**Required work**
If a line in the records below contains the word "alcance", copy it.
[Records for the exercise Boundary: Start]
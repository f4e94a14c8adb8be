use crate::api_json::{ActaQuery, BoletinQuery};
use crate::auth::AuthUser;
use crate::db::Database;
use crate::error::ApiResult;
use crate::reportes::{self, xlsx};
use actix_web::http::header::{ContentDisposition, DispositionParam, DispositionType};
use actix_web::{web, HttpResponse};

/// GET /reports/boletin?studentId=&anioId=
pub async fn boletin_handler(
    db: web::Data<Database>,
    _user: AuthUser,
    query: web::Query<BoletinQuery>,
) -> ApiResult<HttpResponse> {
    let conn = db.lock()?;
    let boletin = reportes::boletin(&conn, query.student_id, query.anio_id)?;
    Ok(HttpResponse::Ok().json(boletin))
}

/// GET /reports/acta?gradoId=&seccionId=&anioId=  o  ?studentId=&anioId=
pub async fn acta_handler(db: web::Data<Database>, _user: AuthUser, query: web::Query<ActaQuery>) -> ApiResult<HttpResponse> {
    let alcance = query.alcance()?;
    let conn = db.lock()?;
    Ok(HttpResponse::Ok().json(reportes::acta(&conn, alcance)?))
}

/// GET /reports/export-xlsx
/// Misma consulta que el acta; responde el libro como descarga.
pub async fn export_xlsx_handler(
    db: web::Data<Database>,
    _user: AuthUser,
    query: web::Query<ActaQuery>,
) -> ApiResult<HttpResponse> {
    let alcance = query.alcance()?;
    let acta = {
        let conn = db.lock()?;
        reportes::acta(&conn, alcance)?
    };
    let bytes = xlsx::acta_a_xlsx(&acta)?;
    let disposition = ContentDisposition {
        disposition: DispositionType::Attachment,
        parameters: vec![DispositionParam::Filename(xlsx::nombre_archivo(&acta))],
    };
    Ok(HttpResponse::Ok()
        .content_type(xlsx::XLSX_CONTENT_TYPE)
        .insert_header(disposition)
        .body(bytes))
}
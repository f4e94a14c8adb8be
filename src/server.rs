use crate::auth::hash_password;
use crate::config::AppConfig;
use crate::db::catalogos::TipoCatalogo;
use crate::db::{auditoria, usuarios, Database};
use crate::error::{set_modo_desarrollo, ApiError, ApiResult, Issue};
use crate::models::Role;
use crate::server_handlers::{
    anuncios, auditoria as auditoria_handlers, auth, calificaciones, catalogos, docentes, docs, estudiantes,
    materias, reportes, usuarios as usuarios_handlers,
};
use actix_cors::Cors;
use actix_web::{middleware, web, App, HttpServer};
use serde_json::json;
use std::io;

fn catalogo_scope(path: &str, tipo: TipoCatalogo) -> actix_web::Scope {
    web::scope(path)
        .app_data(web::Data::new(tipo))
        .route("", web::get().to(catalogos::listar_handler))
        .route("", web::post().to(catalogos::crear_handler))
        .route("/{id}", web::put().to(catalogos::actualizar_handler))
        .route("/{id}", web::delete().to(catalogos::eliminar_handler))
}

/// Registra todas las rutas de la API. Requiere `web::Data<Database>` y
/// `web::Data<AppConfig>` en la aplicación.
pub fn configurar_rutas(cfg: &mut web::ServiceConfig) {
    cfg.app_data(web::JsonConfig::default().error_handler(|err, _req| {
        ApiError::Validation(vec![Issue::new("body", err.to_string())]).into()
    }))
    .app_data(web::QueryConfig::default().error_handler(|err, _req| {
        ApiError::Validation(vec![Issue::new("query", err.to_string())]).into()
    }))
    .route("/help", web::get().to(docs::help_handler))
    .route("/login", web::post().to(auth::login_handler))
    .route("/me", web::get().to(auth::me_handler))
    .route("/stats", web::get().to(docs::stats_handler))
    // estudiantes: las rutas fijas van antes de /students/{id}
    .route("/students", web::get().to(estudiantes::listar_handler))
    .route("/students", web::post().to(estudiantes::crear_handler))
    .route("/students/promote", web::post().to(estudiantes::promover_lote_handler))
    .route("/students/import", web::post().to(estudiantes::importar_handler))
    .route("/students/{id}", web::get().to(estudiantes::obtener_handler))
    .route("/students/{id}", web::put().to(estudiantes::actualizar_handler))
    .route("/students/{id}", web::delete().to(estudiantes::eliminar_handler))
    .route("/students/{id}/promote", web::post().to(estudiantes::promover_handler))
    .route("/teachers", web::get().to(docentes::listar_handler))
    .route("/teachers", web::post().to(docentes::crear_handler))
    .route("/teachers/{id}", web::get().to(docentes::obtener_handler))
    .route("/teachers/{id}", web::put().to(docentes::actualizar_handler))
    .route("/teachers/{id}", web::delete().to(docentes::eliminar_handler))
    .route("/subjects", web::get().to(materias::listar_handler))
    .route("/subjects", web::post().to(materias::crear_handler))
    .route("/subjects/{id}", web::get().to(materias::obtener_handler))
    .route("/subjects/{id}", web::put().to(materias::actualizar_handler))
    .route("/subjects/{id}", web::delete().to(materias::eliminar_handler))
    .service(catalogo_scope("/grade-levels", TipoCatalogo::Grado))
    .service(catalogo_scope("/sections", TipoCatalogo::Seccion))
    .service(catalogo_scope("/years", TipoCatalogo::AnioEscolar))
    .route("/grades", web::get().to(calificaciones::listar_handler))
    .route("/grades/sync", web::post().to(calificaciones::sincronizar_handler))
    .route("/grades/{id}", web::get().to(calificaciones::obtener_handler))
    .route("/grades/{id}/lock", web::put().to(calificaciones::bloqueo_handler))
    .route("/users", web::get().to(usuarios_handlers::listar_handler))
    .route("/users", web::post().to(usuarios_handlers::crear_handler))
    .route("/users/{id}", web::put().to(usuarios_handlers::actualizar_handler))
    .route("/users/{id}", web::delete().to(usuarios_handlers::eliminar_handler))
    .route("/users/{id}/reset-password", web::post().to(usuarios_handlers::reset_password_handler))
    .route("/announcements", web::get().to(anuncios::listar_anuncios_handler))
    .route("/announcements", web::post().to(anuncios::crear_anuncio_handler))
    .route("/notifications", web::get().to(anuncios::listar_notificaciones_handler))
    .route("/notifications", web::post().to(anuncios::crear_notificacion_handler))
    .route("/audit-logs", web::get().to(auditoria_handlers::consultar_handler))
    .route("/reports/boletin", web::get().to(reportes::boletin_handler))
    .route("/reports/acta", web::get().to(reportes::acta_handler))
    .route("/reports/export-xlsx", web::get().to(reportes::export_xlsx_handler));
}

/// Crea el administrador inicial si no hay usuarios y hay contraseña configurada.
/// Devuelve `true` si lo creó.
pub fn sembrar_admin(db: &Database, config: &AppConfig) -> ApiResult<bool> {
    let Some(password) = config.admin_password.as_deref() else {
        return Ok(false);
    };
    let mut conn = db.lock()?;
    let tx = conn.transaction()?;
    if usuarios::contar(&tx)? > 0 {
        return Ok(false);
    }
    let hash = hash_password(password)?;
    let u = usuarios::crear(&tx, &config.admin_username, &hash, Role::Admin, None)?;
    auditoria::registrar(
        &tx,
        auditoria::Autor { usuario_id: None, username: "system" },
        "CREATE_USER",
        "USUARIO",
        Some(u.id),
        &json!({"username": u.username, "role": u.role, "seed": true}),
    )?;
    tx.commit()?;
    tracing::info!(username = %u.username, "seeded initial admin user");
    Ok(true)
}

fn cors(config: &AppConfig) -> Cors {
    let base = match &config.cors_origin {
        Some(origin) => Cors::default().allowed_origin(origin),
        None => Cors::default().allow_any_origin(),
    };
    base.allow_any_method().allow_any_header().max_age(3600)
}

/// Ejecuta el servidor HTTP hasta que se detenga.
pub async fn run_server(config: AppConfig) -> io::Result<()> {
    set_modo_desarrollo(config.es_desarrollo());
    let db_path = config.db_path();
    let db = Database::open(db_path.as_deref()).map_err(|e| io::Error::other(format!("database: {}", e)))?;
    tracing::info!(db = %config.db_url, modo = ?config.modo, "database ready");
    if config.admin_password.is_none() {
        tracing::warn!("BOLETIN_ADMIN_PASSWORD not set; no admin user will be seeded");
    }
    sembrar_admin(&db, &config).map_err(|e| io::Error::other(format!("seeding admin: {}", e)))?;

    let db = web::Data::new(db);
    let bind = config.bind.clone();
    let config = web::Data::new(config);
    tracing::info!(%bind, "starting HTTP server");

    HttpServer::new(move || {
        App::new()
            .wrap(middleware::Logger::default())
            .wrap(cors(&config))
            .app_data(db.clone())
            .app_data(config.clone())
            .configure(configurar_rutas)
    })
    .bind(bind)?
    .run()
    .await
}
// --- Boletín360 - Archivo principal ---

use boletin360::config::AppConfig;
use boletin360::run_server;
use tracing_subscriber::EnvFilter;

#[tokio::main]
async fn main() -> std::io::Result<()> {
    tracing_subscriber::fmt()
        .with_env_filter(EnvFilter::try_from_default_env().unwrap_or_else(|_| EnvFilter::new("info")))
        .init();

    let config = match AppConfig::from_env() {
        Ok(c) => c,
        Err(e) => {
            tracing::error!(error = %e, "invalid configuration");
            return Err(std::io::Error::new(std::io::ErrorKind::InvalidInput, e));
        }
    };
    tracing::info!("=== Boletín360 (API) === http://{}", config.bind);
    run_server(config).await
}
use crate::api_json::{LoginRequest, LoginResponse};
use crate::auth::{emitir_token, verify_password, AuthUser};
use crate::config::AppConfig;
use crate::db::{usuarios, Database};
use crate::error::{ApiError, ApiResult};
use actix_web::{web, HttpResponse};

/// POST /login
/// Devuelve un token firmado si las credenciales son válidas y el usuario está activo.
pub async fn login_handler(
    db: web::Data<Database>,
    config: web::Data<AppConfig>,
    body: web::Json<LoginRequest>,
) -> ApiResult<HttpResponse> {
    let req = body.into_inner();
    let encontrado = {
        let conn = db.lock()?;
        usuarios::credenciales(&conn, &req.username)?
    };
    // mismo mensaje para usuario inexistente y contraseña incorrecta
    let invalidas = || ApiError::Unauthorized("invalid username or password".to_string());
    let (usuario, hash) = encontrado.ok_or_else(invalidas)?;
    if !usuario.activo || !verify_password(&req.password, &hash) {
        tracing::warn!(username = %req.username, "failed login");
        return Err(invalidas());
    }
    let token = emitir_token(&usuario, &config)?;
    tracing::info!(username = %usuario.username, role = %usuario.role, "login");
    Ok(HttpResponse::Ok().json(LoginResponse { token, user: usuario }))
}

/// GET /me
pub async fn me_handler(db: web::Data<Database>, user: AuthUser) -> ApiResult<HttpResponse> {
    let conn = db.lock()?;
    let usuario = usuarios::obtener(&conn, user.id)?
        .ok_or_else(|| ApiError::Unauthorized("user no longer exists".to_string()))?;
    Ok(HttpResponse::Ok().json(usuario))
}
[Records for the exercise Boundary: End]
**Solved exercise**
    let alcance = query.alcance()?;
    Ok(HttpResponse::Ok().json(reportes::acta(&conn, alcance)?))
    let alcance = query.alcance()?;
        reportes::acta(&conn, alcance)?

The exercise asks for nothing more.